Pretty soon, I was the only person left in my section. Pretty, pretty soon, I was only the person left in that end of the stadium. Still, I stuck it out. Because...well, because I am not very smart.

I'm, for Jack Frost's sake, from Alaska. No matter where I go, that seems to be the most important fact of my life to Outsiders. In Boston, I was known as DSK or David S. Kemo.  I was used to the brutal cold, they all assumed, so even though there was no one in that frigid stadium who knew who I was, I wasn't going to bow to the chilled breath of the weather Gods. I was going to stay out there and watch that danged game to the bitterly frozen end, even if it was my end that was frozen.

In the third quarter,  just as my mind was wandering to thoughts of tragic polar expeditions dying in their tents, I got up and walked around, if only to show that my feet still worked and I was not ready to die in my seat. I walked down by the field, I walked up toward the nosebleed seats (fortunately, it was way too cold for blood to bleed). I almost walked into the tunnels that go to the locker rooms. There was absolutely no security. Anywhere. I thought about going down on the sidelines where the players huddled near heaters. But to do so, would let down all Alaskans. So, I just walked around. And around. And around.

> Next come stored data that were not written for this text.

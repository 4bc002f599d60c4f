pub mod dashboard;
pub mod health;
pub mod registrations;
pub mod scan;
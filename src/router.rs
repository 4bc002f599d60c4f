use std::sync::Arc;

use axum::{
    Router,
    routing::{get, post},
};
use axum_login::{
    AuthManagerLayerBuilder,
    tower_sessions::{Expiry, SessionManagerLayer, SessionStore, cookie::SameSite},
};
use sea_orm::DatabaseConnection;
use tokio::{signal, task::AbortHandle};
use tower_http::trace::TraceLayer;

use crate::{
    auth::{credentials::CredentialProvider, router as auth_router, user::Backend},
    error::ApiError,
    routes::{
        dashboard::dashboard,
        health::health,
        registrations::{
            create_registration, get_qr, get_registration, list_registrations, update_attendance,
        },
        scan::scan,
    },
};

#[derive(Clone)]
pub struct AppState {
    db: Option<DatabaseConnection>,
    pub max_attendees: u64,
}

impl AppState {
    pub fn new(db: Option<DatabaseConnection>, max_attendees: u64) -> Self {
        Self { db, max_attendees }
    }

    /// The connection, or the "not configured" error every data route
    /// reports when the service runs without a database.
    pub fn db(&self) -> Result<&DatabaseConnection, ApiError> {
        self.db.as_ref().ok_or(ApiError::StorageUnavailable)
    }

    pub fn has_storage(&self) -> bool {
        self.db.is_some()
    }
}

pub fn create_router<Store>(
    state: AppState,
    credentials: Arc<dyn CredentialProvider>,
    session_store: Store,
) -> Router
where
    Store: SessionStore + Clone,
{
    // No max-age: the cookie lives until the browser session ends or the
    // user logs out.
    let session_layer = SessionManagerLayer::new(session_store)
        .with_secure(false)
        .with_same_site(SameSite::Lax)
        .with_expiry(Expiry::OnSessionEnd);

    // Auth service.
    //
    // This combines the session layer with our backend to establish the auth
    // service which will provide the auth session as a request extension.
    let backend = Backend::new(credentials);
    let auth_layer = AuthManagerLayerBuilder::new(backend, session_layer).build();

    Router::new()
        .route(
            "/registrations",
            get(list_registrations).post(create_registration),
        )
        .route(
            "/registrations/{id}",
            get(get_registration).patch(update_attendance),
        )
        .route("/registrations/{id}/qr", get(get_qr))
        .route("/scan", post(scan))
        .route("/dashboard", get(dashboard))
        .route("/health", get(health))
        .merge(auth_router::router())
        .with_state(state)
        .layer(auth_layer)
        .layer(TraceLayer::new_for_http())
}

pub async fn shutdown_signal(deletion_task_abort_handle: Option<AbortHandle>) {
    let ctrl_c = async {
        signal::ctrl_c()
            .await
            .expect("failed to install Ctrl+C handler");
    };

    #[cfg(unix)]
    let terminate = async {
        signal::unix::signal(signal::unix::SignalKind::terminate())
            .expect("failed to install signal handler")
            .recv()
            .await;
    };

    #[cfg(not(unix))]
    let terminate = std::future::pending::<()>();

    tokio::select! {
        _ = ctrl_c => {},
        _ = terminate => {},
    }

    if let Some(handle) = deletion_task_abort_handle {
        handle.abort();
    }
}
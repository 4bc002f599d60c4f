use base64::{Engine, engine::general_purpose::STANDARD};
use serde::{Deserialize, Serialize};

use crate::entities::sea_orm_active_enums::{ChildGender, Gender};

/// Everything a registration carries except its QR artifact and attendance.
#[derive(Debug, Clone, PartialEq, Eq, Serialize, Deserialize)]
#[serde(rename_all = "camelCase")]
pub struct QrPayload {
    pub id: String,
    pub first_name: String,
    pub last_name: String,
    pub phone: String,
    pub gender: Gender,
    pub address: String,
    pub has_children: bool,
    pub children: Vec<PayloadChild>,
    /// Creation instant, Unix epoch milliseconds.
    pub timestamp: i64,
}

#[derive(Debug, Clone, PartialEq, Eq, Serialize, Deserialize)]
pub struct PayloadChild {
    pub id: String,
    pub name: String,
    pub gender: ChildGender,
    pub age: i32,
}

#[derive(Debug, thiserror::Error)]
pub enum PayloadError {
    #[error("not valid base64: {0}")]
    Base64(#[from] base64::DecodeError),

    #[error("not valid UTF-8: {0}")]
    Utf8(#[from] std::string::FromUtf8Error),

    #[error("not a registration payload: {0}")]
    Json(#[from] serde_json::Error),
}

impl QrPayload {
    pub fn encode(&self) -> Result<String, PayloadError> {
        let json = serde_json::to_string(self)?;
        Ok(STANDARD.encode(json))
    }

    /// Reverses [`QrPayload::encode`]. Surrounding whitespace from a pasted
    /// code is ignored.
    pub fn decode(text: &str) -> Result<Self, PayloadError> {
        let bytes = STANDARD.decode(text.trim())?;
        let json = String::from_utf8(bytes)?;
        Ok(serde_json::from_str(&json)?)
    }
}
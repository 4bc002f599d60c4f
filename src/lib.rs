pub mod auth;
pub mod config;
pub mod database;
pub mod entities;
pub mod error;
pub mod form;
pub mod qr;
pub mod registrations;
pub mod router;
pub mod routes;
use axum::{Json, extract::State};
use serde::Serialize;

use crate::{
    auth::{require_admin, user::AuthSession},
    error::ApiError,
    registrations::{RegistrationRecord, store},
    router::AppState,
};

#[derive(Debug, Serialize)]
#[serde(rename_all = "camelCase")]
pub struct Dashboard {
    pub total: u64,
    pub with_children: u64,
    pub attended: u64,
    /// Places left before the event is full.
    pub remaining: u64,
    pub registrations: Vec<RegistrationRecord>,
}

pub async fn dashboard(
    State(state): State<AppState>,
    auth_session: AuthSession,
) -> Result<Json<Dashboard>, ApiError> {
    require_admin(&auth_session)?;
    let db = state.db()?;

    let counts = store::counts(db).await?;
    let registrations = store::list(db).await?;

    Ok(Json(Dashboard {
        total: counts.total,
        with_children: counts.with_children,
        attended: counts.attended,
        remaining: state.max_attendees.saturating_sub(counts.total),
        registrations,
    }))
}
//! Who may sign in, and with which role.
//!
//! Credentials are compared in plaintext against a fixed list. This is not a
//! hardened security boundary: anything beyond a single-event deployment
//! should plug a hashed, persistent store in behind [`CredentialProvider`].

use std::fmt;

use serde::Serialize;

#[derive(Debug, Clone, Copy, PartialEq, Eq, Serialize)]
#[serde(rename_all = "lowercase")]
pub enum Role {
    /// Can see the dashboard.
    Admin,
    /// Can sign in and check attendees in.
    Organizer,
}

#[derive(Clone, PartialEq, Eq)]
pub struct AdminUser {
    pub email: String,
    password: String,
    pub role: Role,
}

impl AdminUser {
    pub fn new(email: impl Into<String>, password: impl Into<String>, role: Role) -> Self {
        Self {
            email: email.into(),
            password: password.into(),
            role,
        }
    }

    pub fn is_admin(&self) -> bool {
        self.role == Role::Admin
    }

    pub(crate) fn password(&self) -> &str {
        &self.password
    }
}

impl fmt::Debug for AdminUser {
    fn fmt(&self, f: &mut fmt::Formatter<'_>) -> fmt::Result {
        f.debug_struct("AdminUser")
            .field("email", &self.email)
            .field("password", &"<redacted>")
            .field("role", &self.role)
            .finish()
    }
}

pub trait CredentialProvider: fmt::Debug + Send + Sync {
    /// Email matches case-insensitively, password exactly. A wrong email and
    /// a wrong password are indistinguishable.
    fn validate(&self, email: &str, password: &str) -> Option<AdminUser>;

    /// The account behind a stored session identity, if it still exists.
    fn lookup(&self, email: &str) -> Option<AdminUser>;
}

/// Re-checks a session's identity against the provider and returns the
/// current account. A revoked account stops authenticating on its next
/// request.
pub fn session_still_valid(provider: &dyn CredentialProvider, email: &str) -> Option<AdminUser> {
    provider.lookup(email)
}

#[derive(Debug, Clone)]
pub struct StaticCredentials {
    users: Vec<AdminUser>,
}

impl StaticCredentials {
    pub fn new(users: Vec<AdminUser>) -> Self {
        Self { users }
    }
}

impl Default for StaticCredentials {
    fn default() -> Self {
        Self::new(vec![
            AdminUser::new("admin@maranatha.com", "admin123", Role::Admin),
            AdminUser::new("organizador@maranatha.com", "org2024", Role::Organizer),
        ])
    }
}

impl CredentialProvider for StaticCredentials {
    fn validate(&self, email: &str, password: &str) -> Option<AdminUser> {
        self.users
            .iter()
            .find(|user| user.email.eq_ignore_ascii_case(email) && user.password == password)
            .cloned()
    }

    fn lookup(&self, email: &str) -> Option<AdminUser> {
        self.users.iter().find(|user| user.email == email).cloned()
    }
}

Eventually, I ended up over near where most of the 125 Santas had ended up congregating. It was at least 100 guys in suits and me. They were all really, really drunk at this point. There was a bit of shoving going on and more than a little trash talk. Pretty much each Santa-suited fan had now determined that they were the only true Santa. The others were all fakes.

I wish I could remember some of the barbs they were tossing at each other. At the time, they seemed really funny. i chortled just enough that I felt my left kidney start to thaw. But even if I could remember them, I probably couldn't repeat them here on this family friendly website.

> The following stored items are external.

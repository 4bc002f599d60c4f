use std::sync::Arc;

use axum_login::tower_sessions::ExpiredDeletion;
use maranatha_rs::{
    auth::credentials::StaticCredentials,
    config::Config,
    database::setup_database,
    router::{AppState, create_router, shutdown_signal},
};
use tokio::net::TcpListener;
use tower_sessions::MemoryStore;
use tower_sessions_sqlx_store::PostgresStore;
use tracing::{info, warn};
use tracing_subscriber::{layer::SubscriberExt, util::SubscriberInitExt};

#[tokio::main]
async fn main() -> anyhow::Result<()> {
    let config = Config::from_env()?;
    tracing_subscriber::registry()
        .with(tracing_subscriber::EnvFilter::new(&config.rust_log))
        .with(tracing_subscriber::fmt::layer())
        .init();

    warn!("Sign-in accounts are a hardcoded list compared in plaintext");
    let credentials = Arc::new(StaticCredentials::default());

    let listener = TcpListener::bind(&config.bind_addr).await?;
    info!("Listening on {}", config.bind_addr);

    match config.database_url.as_deref() {
        Some(db_url) => {
            let (db, pool) = setup_database(db_url).await?;
            let session_store = PostgresStore::new(pool);
            session_store.migrate().await?;

            let deletion_task = tokio::task::spawn(
                session_store
                    .clone()
                    .continuously_delete_expired(tokio::time::Duration::from_secs(60)),
            );

            let state = AppState::new(Some(db), config.max_attendees);
            let app = create_router(state, credentials, session_store);
            axum::serve(listener, app)
                .with_graceful_shutdown(shutdown_signal(Some(deletion_task.abort_handle())))
                .await?;

            match deletion_task.await {
                Ok(result) => result?,
                Err(e) if e.is_cancelled() => {}
                Err(e) => return Err(e.into()),
            }
        }
        None => {
            warn!("DATABASE_URL is not set; registration routes will answer 503");
            let state = AppState::new(None, config.max_attendees);
            let app = create_router(state, credentials, MemoryStore::default());
            axum::serve(listener, app)
                .with_graceful_shutdown(shutdown_signal(None))
                .await?;
        }
    }

    Ok(())
}
use axum::{
    Json, Router,
    extract::rejection::JsonRejection,
    http::StatusCode,
    response::IntoResponse,
    routing::{get, post},
};
use axum_login::tower_sessions::Session;
use chrono::Utc;
use serde::{Deserialize, Serialize};
use tracing::{info, warn};

use super::{
    credentials::{AdminUser, Role},
    is_valid_email, require_user,
    user::{AuthSession, Credentials},
};
use crate::{error::ApiError, router::AppState};

pub const LOGGED_IN_AT_KEY: &str = "auth.logged-in-at";

#[derive(Debug, Deserialize)]
pub struct LoginRequest {
    email: Option<String>,
    password: Option<String>,
}

#[derive(Debug, Serialize)]
#[serde(rename_all = "camelCase")]
pub struct Identity {
    pub email: String,
    pub role: Role,
    pub is_admin: bool,
    /// Unix epoch milliseconds.
    pub logged_in_at: Option<i64>,
}

impl Identity {
    fn new(user: &AdminUser, logged_in_at: Option<i64>) -> Self {
        Self {
            email: user.email.clone(),
            role: user.role,
            is_admin: user.is_admin(),
            logged_in_at,
        }
    }
}

pub fn router() -> Router<AppState> {
    Router::new()
        .route("/login", post(self::post::login))
        .route("/logout", get(self::get::logout))
        .route("/me", get(self::get::me))
}

mod post {
    use super::*;

    pub async fn login(
        mut auth_session: AuthSession,
        session: Session,
        payload: Result<Json<LoginRequest>, JsonRejection>,
    ) -> Result<Json<Identity>, ApiError> {
        let Json(LoginRequest { email, password }) =
            payload.map_err(|e| ApiError::validation(e.body_text()))?;

        let email = email.unwrap_or_default();
        let password = password.unwrap_or_default();
        if email.trim().is_empty() {
            return Err(ApiError::Validation {
                message: "email is required".to_string(),
                fields: vec!["email"],
            });
        }
        if !is_valid_email(email.trim()) {
            return Err(ApiError::Validation {
                message: "email is not valid".to_string(),
                fields: vec!["email"],
            });
        }
        if password.trim().is_empty() {
            return Err(ApiError::Validation {
                message: "password is required".to_string(),
                fields: vec!["password"],
            });
        }

        let creds = Credentials {
            email: email.trim().to_string(),
            password,
        };
        let user = match auth_session.authenticate(creds).await {
            Ok(Some(user)) => user,
            Ok(None) => {
                warn!("Rejected login attempt");
                return Err(ApiError::InvalidCredentials);
            }
            Err(e) => return Err(ApiError::Internal(anyhow::Error::new(e))),
        };

        auth_session
            .login(&user)
            .await
            .map_err(|e| ApiError::Internal(anyhow::Error::new(e)))?;

        let logged_in_at = Utc::now().timestamp_millis();
        session
            .insert(LOGGED_IN_AT_KEY, logged_in_at)
            .await
            .map_err(|e| ApiError::Internal(anyhow::Error::new(e)))?;

        info!("{} signed in as {:?}", user.email, user.role);
        Ok(Json(Identity::new(&user, Some(logged_in_at))))
    }
}

mod get {
    use super::*;

    pub async fn logout(mut auth_session: AuthSession) -> impl IntoResponse {
        if let Err(e) = auth_session.logout().await {
            warn!("Failed to clear session on logout: {e}");
        }
        StatusCode::NO_CONTENT
    }

    pub async fn me(
        auth_session: AuthSession,
        session: Session,
    ) -> Result<Json<Identity>, ApiError> {
        let user = require_user(&auth_session)?;
        let logged_in_at = session
            .get::<i64>(LOGGED_IN_AT_KEY)
            .await
            .map_err(|e| ApiError::Internal(anyhow::Error::new(e)))?;
        Ok(Json(Identity::new(user, logged_in_at)))
    }
}
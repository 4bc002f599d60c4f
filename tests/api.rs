use std::sync::{Arc, Mutex};

use axum::{
    Router,
    body::Body,
    http::{Method, Request, StatusCode, header},
};
use maranatha_rs::{
    auth::credentials::{AdminUser, CredentialProvider, Role, StaticCredentials},
    entities::sea_orm_active_enums::Gender,
    qr::QrPayload,
    router::{AppState, create_router},
};
use migration::{Migrator, MigratorTrait};
use sea_orm::{SqlxSqliteConnector, sqlx::sqlite::SqlitePoolOptions};
use serde_json::{Value, json};
use tower::ServiceExt;
use tower_sessions::MemoryStore;

const ADMIN: (&str, &str) = ("admin@maranatha.com", "admin123");
const ORGANIZER: (&str, &str) = ("organizador@maranatha.com", "org2024");

async fn test_app(max_attendees: u64) -> Router {
    // A single connection keeps every query on the same in-memory database.
    let pool = SqlitePoolOptions::new()
        .max_connections(1)
        .connect("sqlite::memory:")
        .await
        .unwrap();
    let db = SqlxSqliteConnector::from_sqlx_sqlite_pool(pool);
    Migrator::up(&db, None).await.unwrap();

    let state = AppState::new(Some(db), max_attendees);
    create_router(
        state,
        Arc::new(StaticCredentials::default()),
        MemoryStore::default(),
    )
}

fn unconfigured_app() -> Router {
    create_router(
        AppState::new(None, 500),
        Arc::new(StaticCredentials::default()),
        MemoryStore::default(),
    )
}

struct Reply {
    status: StatusCode,
    body: Value,
    cookie: Option<String>,
}

async fn send_raw(
    app: &Router,
    method: Method,
    uri: &str,
    body: Option<String>,
    cookie: Option<&str>,
) -> Reply {
    let mut builder = Request::builder().method(method).uri(uri);
    if let Some(cookie) = cookie {
        builder = builder.header(header::COOKIE, cookie);
    }
    let request = match body {
        Some(body) => builder
            .header(header::CONTENT_TYPE, "application/json")
            .body(Body::from(body)),
        None => builder.body(Body::empty()),
    }
    .unwrap();

    let response = app.clone().oneshot(request).await.unwrap();
    let status = response.status();
    let cookie = response
        .headers()
        .get(header::SET_COOKIE)
        .and_then(|v| v.to_str().ok())
        .and_then(|v| v.split(';').next())
        .map(str::to_string);
    let bytes = axum::body::to_bytes(response.into_body(), usize::MAX)
        .await
        .unwrap();
    let body = if bytes.is_empty() {
        Value::Null
    } else {
        serde_json::from_slice(&bytes).unwrap()
    };

    Reply {
        status,
        body,
        cookie,
    }
}

async fn send(
    app: &Router,
    method: Method,
    uri: &str,
    body: Option<Value>,
    cookie: Option<&str>,
) -> Reply {
    send_raw(app, method, uri, body.map(|b| b.to_string()), cookie).await
}

async fn login(app: &Router, (email, password): (&str, &str)) -> String {
    let reply = send(
        app,
        Method::POST,
        "/login",
        Some(json!({ "email": email, "password": password })),
        None,
    )
    .await;
    assert_eq!(reply.status, StatusCode::OK);
    reply.cookie.expect("login should set a session cookie")
}

fn registration_body() -> Value {
    json!({
        "firstName": "Juan",
        "lastName": "Pérez",
        "phone": "+591 70012345",
        "gender": "male",
        "address": "Calle Sucre 12",
        "hasChildren": true,
        "children": [
            { "name": "Sofía", "gender": "female", "age": 6 },
            { "name": "Tomás", "gender": "male", "age": "9" }
        ]
    })
}

async fn create(app: &Router, body: Value) -> Value {
    let reply = send(app, Method::POST, "/registrations", Some(body), None).await;
    assert_eq!(reply.status, StatusCode::CREATED, "{}", reply.body);
    reply.body
}

#[tokio::test]
async fn created_registration_is_unattended_with_all_children() {
    let app = test_app(500).await;
    let created = create(&app, registration_body()).await;

    assert_eq!(created["attended"], false);
    assert_eq!(created["gender"], "male");
    assert_eq!(created["children"].as_array().unwrap().len(), 2);
    assert_eq!(created["children"][0]["name"], "Sofía");
    assert_eq!(created["children"][1]["age"], 9);
    assert!(created["timestamp"].as_i64().unwrap() > 0);
    assert!(
        created["qrCode"]
            .as_str()
            .unwrap()
            .starts_with("data:image/png;base64,")
    );

    let id = created["id"].as_str().unwrap();
    let fetched = send(&app, Method::GET, &format!("/registrations/{id}"), None, None).await;
    assert_eq!(fetched.status, StatusCode::OK);
    assert_eq!(fetched.body, created);
}

#[tokio::test]
async fn missing_phone_is_rejected_without_a_partial_write() {
    let app = test_app(500).await;
    let mut body = registration_body();
    body.as_object_mut().unwrap().remove("phone");

    let reply = send(&app, Method::POST, "/registrations", Some(body), None).await;
    assert_eq!(reply.status, StatusCode::BAD_REQUEST);
    assert_eq!(reply.body["fields"], json!(["phone"]));

    let list = send(&app, Method::GET, "/registrations", None, None).await;
    assert_eq!(list.status, StatusCode::OK);
    assert_eq!(list.body, json!([]));
}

All of a sudden a more serious scuffle broke out and soon they were all embroiled. I'm guessing it kept them warm. The remaining non-Santa fans in the stands turned their attention away from the game and began cheering the brawling Santas.  And my, my, my, the faux red felt "fur" was indeed flying!!

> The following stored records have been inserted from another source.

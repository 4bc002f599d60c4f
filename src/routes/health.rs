use axum::{Json, extract::State};
use serde_json::{Value, json};

use crate::router::AppState;

pub async fn health(State(state): State<AppState>) -> Json<Value> {
    let storage = if state.has_storage() {
        "configured"
    } else {
        "unconfigured"
    };
    Json(json!({ "status": "ok", "storage": storage }))
}
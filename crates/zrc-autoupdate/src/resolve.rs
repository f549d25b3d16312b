//! Indirection endpoints.
//!
//! Some feeds are not published at a stable URL but as an asset of the
//! latest GitHub release. Such a URL points at the releases API
//! (`https://api.github.com/repos/<owner>/<repo>/releases/latest`); the
//! real location is the `browser_download_url` of the asset whose name
//! equals the expected file name.

use serde::Deserialize;
use tracing::debug;
use url::Url;

use crate::error::DownloadError;

const GITHUB_API_HOST: &str = "api.github.com";

/// GitHub release API response.
#[derive(Debug, Deserialize)]
pub struct GitHubRelease {
    #[serde(default)]
    pub tag_name: String,
    #[serde(default)]
    pub assets: Vec<GitHubAsset>,
}

/// GitHub release asset.
#[derive(Debug, Deserialize)]
pub struct GitHubAsset {
    pub name: String,
    pub browser_download_url: String,
}

/// Whether `url` is a "latest release" endpoint that must be resolved
/// before fetching.
pub fn is_latest_release_endpoint(url: &Url) -> bool {
    if url.host_str() != Some(GITHUB_API_HOST) {
        return false;
    }
    let Some(segments) = url.path_segments() else {
        return false;
    };
    let segments: Vec<&str> = segments.filter(|s| !s.is_empty()).collect();
    matches!(
        segments.as_slice(),
        ["repos", owner, repo, "releases", "latest"] if !owner.is_empty() && !repo.is_empty()
    )
}

/// Extract the download URL of `asset_name` from a release document.
///
/// # Errors
///
/// [`DownloadError::Resolve`] if the document is not a release, has no
/// asset of that name, or the asset URL is invalid.
pub fn asset_url(release_json: &str, asset_name: &str) -> Result<Url, DownloadError> {
    let release: GitHubRelease = serde_json::from_str(release_json)
        .map_err(|e| DownloadError::Resolve(format!("invalid release document: {}", e)))?;

    let asset = release
        .assets
        .iter()
        .find(|a| a.name == asset_name)
        .ok_or_else(|| {
            DownloadError::Resolve(format!(
                "release {} has no asset named {}",
                release.tag_name, asset_name
            ))
        })?;

    debug!(tag = %release.tag_name, asset = %asset.name, "Resolved release asset");
    Url::parse(&asset.browser_download_url)
        .map_err(|e| DownloadError::Resolve(format!("invalid asset URL: {}", e)))
}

Eventually the ruckus spilled out of the stands into a far corner of the one of the end zones. That finally got the attention of the security guards and soon the Santas were being cuffed and hauled off to the security office in the concrete bowels of the stadium.

I have one specific memory. As I made my way toward the bathrooms, I say a young boy - no more than four or five - standing next to his dad, pointing at the Santa's being "arrested" and crying.

When I got to the bathroom, I found that people were standing 15 deep at the urinals. Not to go to the bathroom, but to share the warmth of community.  We stood there feeling the ice leech from our veins, listening to the end of the game. To this day, I can't tell you who won  (that's a lie, as a Rams fan I can tell you they won 23-20) or how many people ended up at the ER with frostbitten digits (another lie, the Boston Globe later put the number at more than 100).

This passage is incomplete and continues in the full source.